Further, as shown in fig. 4 and 7, the buffer circuit includes an operational amplifier U8D, the model of which is TLC2274IPWR, the input end (12 th pin) of the operational amplifier U8D is connected to the output end (seventh pin) of the second-stage amplifier U9, the input end (13 th pin) of the operational amplifier U8D is connected to the output end (14 th pin) of the operational amplifier U8D, and the output end (14 th pin) of the operational amplifier U8D is sequentially connected to the input end of the filter circuit through a resistor R46 and a resistor R47. The buffer circuit reduces the switching loss of the device, absorbs and suppresses overvoltage in the switching process, and enhances the detection precision and accuracy of the system.

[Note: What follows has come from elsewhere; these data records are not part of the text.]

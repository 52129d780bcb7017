//! Database pool configuration and migrations

pub mod seed;

use std::str::FromStr;
use std::time::Duration;

use anyhow::{Context, Result};
use sqlx::migrate::Migrator;
use sqlx::sqlite::{SqliteConnectOptions, SqliteJournalMode, SqlitePool, SqlitePoolOptions, SqliteSynchronous};
use tracing::info;

use crate::config::DatabaseConfig;

pub use seed::seed_defaults;

static MIGRATOR: Migrator = sqlx::migrate!("./migrations");

/// Opens the SQLite pool, creating the file on first run.
pub async fn connect(config: &DatabaseConfig) -> Result<SqlitePool> {
    let options = SqliteConnectOptions::from_str(&config.url)
        .with_context(|| format!("Invalid DATABASE_URL {}", config.url))?
        .create_if_missing(true)
        .foreign_keys(true)
        .journal_mode(SqliteJournalMode::Wal)
        .synchronous(SqliteSynchronous::Normal);

    let pool = SqlitePoolOptions::new()
        // SQLite is single-writer, but can have multiple readers
        .max_connections(config.max_connections.max(1))
        .acquire_timeout(Duration::from_secs(10))
        .idle_timeout(Duration::from_secs(600))
        .connect_with(options)
        .await
        .context("Failed to connect to database")?;

    info!("Database connected (WAL, foreign keys on)");
    Ok(pool)
}

/// Applies pending migrations. Uses the `_sqlx_migrations` table to track state.
pub async fn migrate(pool: &SqlitePool) -> Result<()> {
    let pending = MIGRATOR
        .migrations
        .iter()
        .filter(|m| !m.migration_type.is_down_migration())
        .count();
    info!("Checking {} migrations...", pending);

    MIGRATOR.run(pool).await.context("Migration failed")?;

    info!("Migrations complete");
    Ok(())
}

/// Number of applied migrations
pub async fn schema_version(pool: &SqlitePool) -> Result<i64> {
    let result: Option<(i64,)> =
        sqlx::query_as("SELECT COUNT(*) FROM _sqlx_migrations WHERE success = 1")
            .fetch_optional(pool)
            .await?;

    Ok(result.map(|(c,)| c).unwrap_or(0))
}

Further, as shown in fig. 4 and 8, the filter circuit includes an operational amplifier U8C, the model of which is TLC2274IPWR, the input end (pin 10) of the operational amplifier U8C is connected to the output end of the operational amplifier U8D after passing through a resistor R47 and a resistor R46 in sequence, the input end (pin 10) of the operational amplifier U8C is grounded after passing through a capacitor C10, the input end (pin 9) of the operational amplifier U8C is connected to the output end (pin 8) of the operational amplifier U8C, the common connection point of the resistor R47 and the resistor R46 is connected to the output end (pin 8) of the operational amplifier U8C after passing through a capacitor C39, the output end (pin 8) of the operational amplifier U8C is connected to the input end of the MCU sampling circuit after passing through a resistor R43, one end of the capacitor C37 is grounded, the other end of the resistor R43 is grounded, the other end of the diode D5 is grounded, and the model of the diode D5 is mmsz3v0.1. The low-pass filter circuit can ensure the stability of the output voltage value of the magnetic induction sensor, filter noise signals with low frequency, and enhance the detection precision and accuracy of the system.

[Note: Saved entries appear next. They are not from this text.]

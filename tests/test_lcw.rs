use cpstool::{decompress_lcw, AddressingMode, ByteStream, Command, LcwDecoder};

fn padded(prefix: &[u8], size: usize) -> Vec<u8> {
    let mut expected = prefix.to_vec();
    expected.resize(size, 0);
    expected
}

#[test]
fn test_literal_run_then_end() {
    let result = decompress_lcw(&[0x83, 0x41, 0x42, 0x43, 0x80], 8);
    assert_eq!(result, padded(&[0x41, 0x42, 0x43], 8));
}

#[test]
fn test_literal_run_then_trailing_zero() {
    // the trailing 0x00 is a short back-reference missing its second byte
    let result = decompress_lcw(&[0x83, 0x41, 0x42, 0x43, 0x00], 8);
    assert_eq!(result, padded(&[0x41, 0x42, 0x43], 8));
}

#[test]
fn test_short_backref_overlaps() {
    // one literal 'A', then copy 5 bytes from 1 byte back
    let result = decompress_lcw(&[0x81, 0x41, 0x20, 0x01, 0x80], 8);
    assert_eq!(result, padded(&[0x41; 6], 8));
}

#[test]
fn test_short_backref_period() {
    let result = decompress_lcw(&[0x82, 0x01, 0x02, 0x40, 0x02, 0x80], 10);
    assert_eq!(result, padded(&[1, 2, 1, 2, 1, 2, 1, 2, 1], 10));
}

#[test]
fn test_exit_stops_immediately() {
    let result = decompress_lcw(&[0x82, 0x01, 0x02, 0x80, 0x83, 0x09, 0x09, 0x09], 6);
    assert_eq!(result, padded(&[1, 2], 6));
}

#[test]
fn test_addressing_modes_differ() {
    let commands = [0x84, b'A', b'B', b'C', b'D', 0xc0, 0x01, 0x00, 0x80];
    let mut relative = vec![0x00];
    relative.extend_from_slice(&commands);

    let absolute = decompress_lcw(&commands, 7);
    let relative = decompress_lcw(&relative, 7);

    assert_eq!(absolute, b"ABCDBCD".to_vec());
    assert_eq!(relative, b"ABCDDDD".to_vec());
}

#[test]
fn test_mode_detection() {
    assert_eq!(LcwDecoder::new(&[0x00, 0x80], 4).mode(), AddressingMode::Relative);
    assert_eq!(LcwDecoder::new(&[0x80], 4).mode(), AddressingMode::Absolute);
    assert_eq!(LcwDecoder::new(&[], 4).mode(), AddressingMode::Absolute);
}

#[test]
fn test_fill_run() {
    let result = decompress_lcw(&[0xfe, 0x04, 0x00, 0x7f, 0x80], 6);
    assert_eq!(result, padded(&[0x7f; 4], 6));
}

#[test]
fn test_fill_run_clamped() {
    let result = decompress_lcw(&[0xfe, 0xff, 0xff, 0x11], 100);
    assert_eq!(result, vec![0x11; 100]);
}

#[test]
fn test_very_large_copy() {
    let result = decompress_lcw(
        &[0x82, 0x01, 0x02, 0xff, 0x06, 0x00, 0x00, 0x00, 0x80],
        10,
    );
    assert_eq!(result, padded(&[1, 2, 1, 2, 1, 2, 1, 2], 10));
}

#[test]
fn test_very_large_copy_clamped() {
    let result = decompress_lcw(&[0x81, 0x05, 0xff, 0xff, 0xff, 0x00, 0x00], 300);
    assert_eq!(result, vec![0x05; 300]);
}

#[test]
fn test_relative_copy_from_write_position_stops() {
    let result = decompress_lcw(&[0x00, 0x81, 0x05, 0xc0, 0x00, 0x00, 0x81, 0x09], 4);
    assert_eq!(result, padded(&[0x05], 4));
}

#[test]
fn test_backref_before_start_stops() {
    let result = decompress_lcw(&[0x30, 0x05, 0x81, 0x09], 4);
    assert_eq!(result, vec![0; 4]);
}

#[test]
fn test_absolute_copy_ahead_of_cursor_stops() {
    let result = decompress_lcw(&[0x81, 0x01, 0xc0, 0x10, 0x00, 0x81, 0x09], 4);
    assert_eq!(result, padded(&[0x01], 4));
}

#[test]
fn test_truncated_literal_keeps_prefix() {
    let result = decompress_lcw(&[0x85, 0x01, 0x02], 8);
    assert_eq!(result, padded(&[1, 2], 8));
}

#[test]
fn test_truncated_operands() {
    assert_eq!(decompress_lcw(&[0x81, 0x03, 0xfe, 0x10], 4), padded(&[3], 4));
    assert_eq!(decompress_lcw(&[0x81, 0x03, 0xff, 0x10, 0x00, 0x00], 4), padded(&[3], 4));
}

#[test]
fn test_output_is_exact_size() {
    assert!(decompress_lcw(&[0x81, 0x01], 0).is_empty());
    assert_eq!(decompress_lcw(&[], 5), vec![0; 5]);
    assert_eq!(decompress_lcw(&[0x83, 1, 2, 3], 2), vec![1, 2]);
}

#[test]
fn test_command_decode() {
    let mut stream = ByteStream::new(&[0x34, 0x12]);
    assert_eq!(
        Command::decode(0xc5, &mut stream),
        Some(Command::MediumCopy {
            count: 8,
            position: 0x1234
        })
    );
    assert!(stream.is_exhausted());

    let mut stream = ByteStream::new(&[0xab]);
    assert_eq!(
        Command::decode(0x7c, &mut stream),
        Some(Command::ShortBackref {
            count: 10,
            distance: 0xcab
        })
    );

    let mut stream = ByteStream::new(&[0x00, 0x01, 0x02, 0x03]);
    assert_eq!(
        Command::decode(0xff, &mut stream),
        Some(Command::VeryLargeCopy {
            count: 0x0100,
            position: 0x0302
        })
    );

    let mut stream = ByteStream::new(&[]);
    assert_eq!(Command::decode(0x80, &mut stream), Some(Command::Exit));
    assert_eq!(
        Command::decode(0xbf, &mut stream),
        Some(Command::LiteralRun { count: 0x3f })
    );
    assert_eq!(Command::decode(0xfe, &mut stream), None);
}

#[test]
fn test_very_large_copy_relative() {
    let result = decompress_lcw(
        &[0x00, 0x82, 0x01, 0x02, 0xff, 0x06, 0x00, 0x02, 0x00, 0x80],
        10,
    );
    assert_eq!(result, padded(&[1, 2, 1, 2, 1, 2, 1, 2], 10));
}

#[test]
fn test_very_large_copy_addressing_modes_differ() {
    let commands = [0x83, 0x01, 0x02, 0x03, 0xff, 0x04, 0x00, 0x01, 0x00, 0x80];
    let mut relative = vec![0x00];
    relative.extend_from_slice(&commands);

    let absolute = decompress_lcw(&commands, 8);
    let relative = decompress_lcw(&relative, 8);

    assert_eq!(absolute, padded(&[1, 2, 3, 2, 3, 2, 3], 8));
    assert_eq!(relative, padded(&[1, 2, 3, 3, 3, 3, 3], 8));
}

Further, the LED lamp further comprises a switch circuit formed by MOS tubes, and the MCU control circuit cuts off the power input of the ultraviolet lamp tube by controlling the on-off of the MOS tubes of the switch circuit to control the on-off of the ultraviolet lamp tube. The system MCU control circuit controls the on-off of the MOS tube through the IO pin of the MCU control circuit, and is used for realizing the control of the ultraviolet lamp tube. The magnetic field induction automatic switch ultraviolet lamp tube is also necessary to be manually lightened, otherwise, the magnetic field induction function is not started.

Although embodiments of the present invention have been shown and described, it will be understood by those skilled in the art that various changes, modifications, substitutions and alterations can be made therein without departing from the principles and spirit of the invention, the scope of which is defined in the appended claims and their equivalents.

Claims (8)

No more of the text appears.